We ate at Zazu on a Wednesday night. The place was packed. The food was bliss. They describe themselves as a roadhouse restaurant serving playful Americana and Northern Italian inspired food. That is apt and I love the idea of an old-fashioned roadhouse. The place absolutely had that feel. Long and narrow; set just off the two-lane road; a dirt parking lot; and a counter with stools when you first walk in. We started with the Black Pig Salumi - 'Butcher's Plate'; four 'flavors' of salumi: backyard thyme, lomo, harissa, and felino served with pickled grapes. The salumi was rough and coarse and nicely fatty. The four preparations each distinctively different from the other without dwarfing the cured pork flavor of the meat. The pickled grapes? Really interesting -- little grape explosions in the mouth. We shared a "Caesar" -- romaine leaves with Vella dry jack and boccorones, or sardines. Robert had Seared Day Boat Scallops, Orzo Stuffed Squash Blossoms, Fennel Pollen, Backyard Tomatoes and Herbs. I had the Grilled Flat Iron Steak with Little Point Reyes Blue Cheese Ravioli, Ruby Chard. We ended with a house-made Chocolate Gelato with Scharfenberger Chocolate Sauce. I love cooking like this. Using local ingredients (as close as the kitchen garden); earthy and big in flavor and style. Somehow the food is exactly what should be served in the middle of wine country. European country cooking without being in Europe.

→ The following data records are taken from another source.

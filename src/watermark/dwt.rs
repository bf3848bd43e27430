// Copyright (c) 2026 Christoph Gaffga
// SPDX-License-Identifier: GPL-3.0-only
// https://github.com/cgaffga/phasmcore

//! Haar-wavelet watermarking.
//!
//! One level of the averaging Haar transform splits the luma plane into
//! LL/LH/HL/HH subbands of half size. One bit is stored per HL coefficient
//! by quantization index modulation:
//!
//! ```text
//! q = round(hl / STEP)
//! bit 0 -> q even, bit 1 -> q odd   (q += 1 on mismatch)
//! hl' = q * STEP
//! ```
//!
//! The plane is edge-padded to even dimensions for the decomposition, but
//! only the `floor(h/2) * floor(w/2)` coefficients backed by real pixels
//! are eligible, and a payload may use at most [`DWT_MAX_PAYLOAD_BITS`] of
//! them. Coefficients are visited in keyed pseudo-random order.
//!
//! Clipping to [0, 255] can shift a coefficient into the wrong parity on
//! saturated carriers. Embedding reads every payload coefficient back from
//! the output and requantizes misread ones to a farther index of the right
//! parity, alternating direction, for up to `REFINE_PASSES` passes.

use tracing::{debug, warn};

use crate::carrier::Carrier;
use crate::stego::bits::{self, Utf8Policy, NUL_TERMINATOR};
use crate::stego::capacity::{dwt_capacity_bits, dwt_payload_bits, DWT_MAX_PAYLOAD_BITS};
use crate::stego::error::StegoError;
use crate::stego::permute;
use crate::watermark::luma::LumaPlane;

/// QIM quantization step.
pub const STEP: f64 = 10.0;

/// Read-back passes after the first embed pass.
const REFINE_PASSES: usize = 4;

/// One-level Haar decomposition of an even-sized plane.
#[derive(Debug, Clone)]
pub struct HaarSubbands {
    half_width: usize,
    half_height: usize,
    pub ll: Vec<f64>,
    pub lh: Vec<f64>,
    pub hl: Vec<f64>,
    pub hh: Vec<f64>,
}

impl HaarSubbands {
    /// Decompose a row-major plane whose dimensions are both even.
    pub fn decompose(plane: &[f64], width: usize, height: usize) -> Self {
        debug_assert!(width % 2 == 0 && height % 2 == 0);
        let (hw, hh_) = (width / 2, height / 2);
        let n = hw * hh_;
        let mut bands = Self {
            half_width: hw,
            half_height: hh_,
            ll: Vec::with_capacity(n),
            lh: Vec::with_capacity(n),
            hl: Vec::with_capacity(n),
            hh: Vec::with_capacity(n),
        };
        for r in 0..hh_ {
            let top = 2 * r * width;
            let bottom = top + width;
            for c in 0..hw {
                let (x00, x01) = (plane[top + 2 * c], plane[top + 2 * c + 1]);
                let (x10, x11) = (plane[bottom + 2 * c], plane[bottom + 2 * c + 1]);
                // Horizontal pass.
                let (l0, h0) = ((x00 + x01) / 2.0, (x00 - x01) / 2.0);
                let (l1, h1) = ((x10 + x11) / 2.0, (x10 - x11) / 2.0);
                // Vertical pass.
                bands.ll.push((l0 + l1) / 2.0);
                bands.lh.push((l0 - l1) / 2.0);
                bands.hl.push((h0 + h1) / 2.0);
                bands.hh.push((h0 - h1) / 2.0);
            }
        }
        bands
    }

    /// Rebuild the full-size plane.
    pub fn reconstruct(&self) -> Vec<f64> {
        let width = self.half_width * 2;
        let mut plane = vec![0.0f64; width * self.half_height * 2];
        for r in 0..self.half_height {
            let top = 2 * r * width;
            let bottom = top + width;
            for c in 0..self.half_width {
                let i = r * self.half_width + c;
                let (l0, l1) = (self.ll[i] + self.lh[i], self.ll[i] - self.lh[i]);
                let (h0, h1) = (self.hl[i] + self.hh[i], self.hl[i] - self.hh[i]);
                plane[top + 2 * c] = l0 + h0;
                plane[top + 2 * c + 1] = l0 - h0;
                plane[bottom + 2 * c] = l1 + h1;
                plane[bottom + 2 * c + 1] = l1 - h1;
            }
        }
        plane
    }

    pub fn half_width(&self) -> usize {
        self.half_width
    }

    pub fn half_height(&self) -> usize {
        self.half_height
    }
}

/// Coefficient grid eligible for payload, from the original dimensions.
#[derive(Debug, Clone, Copy, PartialEq, Eq)]
pub struct CoefficientGrid {
    pub usable_width: usize,
    pub usable_height: usize,
}

impl CoefficientGrid {
    pub fn for_dimensions(width: usize, height: usize) -> Self {
        Self { usable_width: width / 2, usable_height: height / 2 }
    }

    pub fn usable(&self) -> usize {
        self.usable_width * self.usable_height
    }

    /// Position `(row, col)` in the HL subband of usable coefficient `idx`.
    pub fn position(&self, idx: usize) -> (usize, usize) {
        (idx / self.usable_width, idx % self.usable_width)
    }
}

fn quantize(value: f64) -> i64 {
    (value / STEP).round() as i64
}

/// Quantize `value` so the index parity equals `bit`.
pub fn qim_embed(value: f64, bit: u8) -> f64 {
    let mut q = quantize(value);
    if q.rem_euclid(2) as u8 != (bit & 1) {
        q += 1;
    }
    q as f64 * STEP
}

/// Requantize a misread `value` to an index of parity `bit`, `offset`
/// steps from its current index. `offset` must be odd.
fn qim_requantize(value: f64, bit: u8, offset: i64) -> f64 {
    let mut q = quantize(value);
    if q.rem_euclid(2) as u8 != (bit & 1) {
        q += offset;
    }
    q as f64 * STEP
}

/// Index offset tried on refinement `pass`: -1, +3, -5, +7, ...
fn refine_offset(pass: usize) -> i64 {
    let magnitude = 2 * pass as i64 - 1;
    if pass % 2 == 1 {
        -magnitude
    } else {
        magnitude
    }
}

/// Parity of the quantization index.
pub fn qim_extract(value: f64) -> u8 {
    quantize(value).rem_euclid(2) as u8
}

fn subbands_of(carrier: &Carrier) -> (LumaPlane, HaarSubbands, usize) {
    let plane = LumaPlane::from_carrier(carrier);
    let (padded, pw, ph) = plane.padded(2);
    let bands = HaarSubbands::decompose(&padded, pw, ph);
    (plane, bands, pw)
}

/// Write `targets` (bit, HL index) into a copy of `carrier`.
///
/// Pass 0 quantizes every target. Later passes only requantize targets
/// that currently misread.
fn write_pass(carrier: &Carrier, targets: &[(u8, usize)], pass: usize) -> Result<Carrier, StegoError> {
    let (mut plane, mut bands, padded_width) = subbands_of(carrier);
    for &(bit, i) in targets {
        let cell = &mut bands.hl[i];
        if pass == 0 {
            *cell = qim_embed(*cell, bit);
        } else if qim_extract(*cell) != bit {
            *cell = qim_requantize(*cell, bit, refine_offset(pass));
        }
    }
    let rebuilt = bands.reconstruct();
    plane.store_cropped(&rebuilt, padded_width);
    plane.to_carrier()
}

/// Number of `targets` that `carrier` does not read back as written.
fn misread_bits(carrier: &Carrier, targets: &[(u8, usize)]) -> usize {
    let (_, bands, _) = subbands_of(carrier);
    targets.iter().filter(|&&(bit, i)| qim_extract(bands.hl[i]) != bit).count()
}

/// Embed `text` (plus a zero-byte terminator) under `key`.
///
/// # Errors
/// - [`StegoError::CapacityExceeded`] (in bits) if the payload needs more
///   than `min(floor(h/2) * floor(w/2), DWT_MAX_PAYLOAD_BITS)` coefficients.
/// - [`StegoError::WatermarkClipped`] if clipping keeps some coefficients
///   from reading back after every refinement pass.
pub fn embed(carrier: &Carrier, key: &str, text: &str) -> Result<Carrier, StegoError> {
    let grid = CoefficientGrid::for_dimensions(carrier.width(), carrier.height());
    let usable = grid.usable();
    debug_assert_eq!(usable, dwt_capacity_bits(carrier.width(), carrier.height()));
    let available = dwt_payload_bits(carrier.width(), carrier.height());

    let mut payload = bits::to_bits(text);
    payload.extend_from_slice(&bits::bytes_to_bits(&[NUL_TERMINATOR]));
    if payload.len() > available {
        return Err(StegoError::CapacityExceeded { needed: payload.len(), available });
    }

    let order = permute::keyed_permutation(key, usable);
    // HL row stride of the even-padded plane.
    let stride = carrier.width().div_ceil(2);
    let targets: Vec<(u8, usize)> = payload
        .iter()
        .zip(&order)
        .map(|(&bit, &idx)| {
            let (r, c) = grid.position(idx);
            (bit, r * stride + c)
        })
        .collect();

    debug!(
        width = carrier.width(),
        height = carrier.height(),
        usable_coefficients = usable,
        payload_bits = payload.len(),
        "dwt embed"
    );

    let mut stego = write_pass(carrier, &targets, 0)?;
    let mut pass = 0;
    loop {
        let misread = misread_bits(&stego, &targets);
        if misread == 0 {
            return Ok(stego);
        }
        if pass == REFINE_PASSES {
            warn!(misread_bits = misread, "dwt watermark clipped");
            return Err(StegoError::WatermarkClipped { unreadable_bits: misread });
        }
        pass += 1;
        debug!(pass, misread_bits = misread, "dwt refine");
        stego = write_pass(&stego, &targets, pass)?;
    }
}

/// Extract text embedded by [`embed`].
///
/// Scans at most [`DWT_MAX_PAYLOAD_BITS`] coefficients. A wrong key yields
/// unrelated text rather than an error.
pub fn extract(carrier: &Carrier, key: &str) -> Result<String, StegoError> {
    let grid = CoefficientGrid::for_dimensions(carrier.width(), carrier.height());
    let usable = grid.usable();
    let order = permute::keyed_permutation(key, usable);
    let (_, bands, _) = subbands_of(carrier);
    let stride = bands.half_width();

    let mut pending: Vec<u8> = Vec::with_capacity(8);
    let mut bytes: Vec<u8> = Vec::new();
    for &idx in order.iter().take(DWT_MAX_PAYLOAD_BITS) {
        let (r, c) = grid.position(idx);
        pending.push(qim_extract(bands.hl[r * stride + c]));
        if pending.len() == 8 {
            let byte = bits::pack_byte(&pending);
            pending.clear();
            if byte == NUL_TERMINATOR {
                break;
            }
            bytes.push(byte);
        }
    }

    debug!(usable_coefficients = usable, payload_bytes = bytes.len(), "dwt extract");
    bits::decode_text(bytes, Utf8Policy::Lenient)
}
//! In-memory chat platform.

use std::sync::atomic::{AtomicU64, Ordering};

use async_trait::async_trait;
use ccmd_eval::{HostError, HostResult, Member, MessageContent, Platform};
use dashmap::DashMap;
use parking_lot::Mutex;
use tracing::debug;

/// Something a template made the platform do.
#[derive(Clone, Debug, PartialEq)]
pub enum Event {
    Nickname {
        member: String,
        nickname: String,
    },
    RoleAdded {
        member: String,
        role: String,
    },
    RoleRemoved {
        member: String,
        role: String,
    },
    Message {
        id: String,
        channel: String,
        content: MessageContent,
    },
    DirectMessage {
        user: String,
        content: MessageContent,
    },
}

/// A platform whose guild lives in memory.
///
/// Member mutations are applied in place; every action is also appended to
/// an event log that [`MemoryPlatform::events`] returns in order.
#[derive(Debug, Default)]
pub struct MemoryPlatform {
    members: DashMap<String, Member>,
    events: Mutex<Vec<Event>>,
    next_message_id: AtomicU64,
}

impl MemoryPlatform {
    pub fn new() -> Self {
        Self::default()
    }

    /// Add or replace a member.
    pub fn insert_member(&self, member: Member) {
        self.members.insert(member.id.clone(), member);
    }

    #[must_use]
    pub fn with_member(self, member: Member) -> Self {
        self.insert_member(member);
        self
    }

    /// Current state of a member.
    pub fn member(&self, id: &str) -> Option<Member> {
        self.members.get(id).map(|m| m.value().clone())
    }

    pub fn member_count(&self) -> usize {
        self.members.len()
    }

    /// Everything done so far, oldest first.
    pub fn events(&self) -> Vec<Event> {
        self.events.lock().clone()
    }

    /// Drain the event log.
    pub fn take_events(&self) -> Vec<Event> {
        std::mem::take(&mut *self.events.lock())
    }

    fn record(&self, event: Event) {
        debug!(?event, "platform event");
        self.events.lock().push(event);
    }

    fn update<F>(&self, id: &str, f: F) -> HostResult<()>
    where
        F: FnOnce(&mut Member),
    {
        let mut member = self
            .members
            .get_mut(id)
            .ok_or_else(|| HostError::NotFound(format!("member {id}")))?;
        f(member.value_mut());
        Ok(())
    }
}

#[async_trait]
impl Platform for MemoryPlatform {
    async fn resolve_member(&self, id: &str) -> HostResult<Option<Member>> {
        Ok(self.member(id))
    }

    async fn set_nickname(&self, member: &str, nickname: &str) -> HostResult<()> {
        self.update(member, |m| {
            m.nickname = (!nickname.is_empty()).then(|| nickname.to_string());
        })?;
        self.record(Event::Nickname {
            member: member.to_string(),
            nickname: nickname.to_string(),
        });
        Ok(())
    }

    async fn add_role(&self, member: &str, role: &str) -> HostResult<()> {
        self.update(member, |m| {
            if !m.has_role(role) {
                m.roles.push(role.to_string());
            }
        })?;
        self.record(Event::RoleAdded {
            member: member.to_string(),
            role: role.to_string(),
        });
        Ok(())
    }

    async fn remove_role(&self, member: &str, role: &str) -> HostResult<()> {
        self.update(member, |m| m.roles.retain(|r| r != role))?;
        self.record(Event::RoleRemoved {
            member: member.to_string(),
            role: role.to_string(),
        });
        Ok(())
    }

    async fn send_message(&self, channel: &str, content: MessageContent) -> HostResult<String> {
        if channel.is_empty() {
            return Err(HostError::NotFound("channel".to_string()));
        }
        let id = (self.next_message_id.fetch_add(1, Ordering::Relaxed) + 1).to_string();
        self.record(Event::Message {
            id: id.clone(),
            channel: channel.to_string(),
            content,
        });
        Ok(id)
    }

    async fn send_direct_message(&self, user: &str, content: MessageContent) -> HostResult<()> {
        if !self.members.contains_key(user) {
            return Err(HostError::NotFound(format!("member {user}")));
        }
        self.record(Event::DirectMessage {
            user: user.to_string(),
            content,
        });
        Ok(())
    }
}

Bovolo was as good. The menu more simplified. The menu cover says 'Pizza, Gelato, Salumi.' They refer to the food as 'Slow Food... Fast.' Note the snail on their sign. I ate the World Famous Pork Cheek Sandwich with Roasted Peppers, Salsa Verde. The picture explains it better than I can. I'm still at a loss for words weeks later. The sandwich was served hot; the pork, the peppers and salsa verde all melded together into one crazily delicious taste sensation. These cooks know what they're doing. I also had the White Bean Salad -- spinach leaves, white beans, red onion in a green goddess-type dressing. Robert had the Farfalline Pasta Carbonara, Housemade Bacon, Farm Egg, Parmesan. It was the perfect wine country lunch. We'd spent an hour or so wandering around Healdsburg's town square and finished up sitting in Bovolo's garden eating this food. Napa Valley? Never heard of it.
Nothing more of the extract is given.